RECORDS FOR THE EXERCISE =
::::::::::

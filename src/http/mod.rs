//! HTTP protocol handling subsystem.
//!
//! # Data Flow
//! ```text
//! TCP connection
//!     → server.rs (Axum setup, middleware stack)
//!     → request.rs (request ID)
//!     → middleware/ (origin gate, CORS)
//!     → admin / health / routing handlers
//!     → response.rs (structured error bodies)
//!     → Send to client
//! ```

pub mod middleware;
pub mod request;
pub mod response;
pub mod server;

pub use request::{RequestIdExt, UuidRequestId, X_REQUEST_ID};
pub use response::ApiError;
pub use server::{build_router, AppState, HttpServer};
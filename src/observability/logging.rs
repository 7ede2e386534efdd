//! Structured logging.

use tracing_subscriber::{layer::SubscriberExt, util::SubscriberInitExt, EnvFilter};

/// Filter used when `RUST_LOG` is unset.
pub fn default_filter(log_level: &str) -> String {
    format!("mock_api_server={log_level},tower_http=info")
}

/// Initialize the global tracing subscriber.
///
/// `RUST_LOG` takes precedence over `log_level`.
pub fn init_tracing(log_level: &str) {
    let filter = EnvFilter::try_from_default_env()
        .unwrap_or_else(|_| EnvFilter::new(default_filter(log_level)));

    let _ = tracing_subscriber::registry()
        .with(filter)
        .with(tracing_subscriber::fmt::layer())
        .try_init();
}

::::::::::

Go through the material above, find each line with the string "middleware", and copy it.

ANSWER BOX =
//!     → server.rs (Axum setup, middleware stack)
//!     → middleware/ (origin gate, CORS)
pub mod middleware;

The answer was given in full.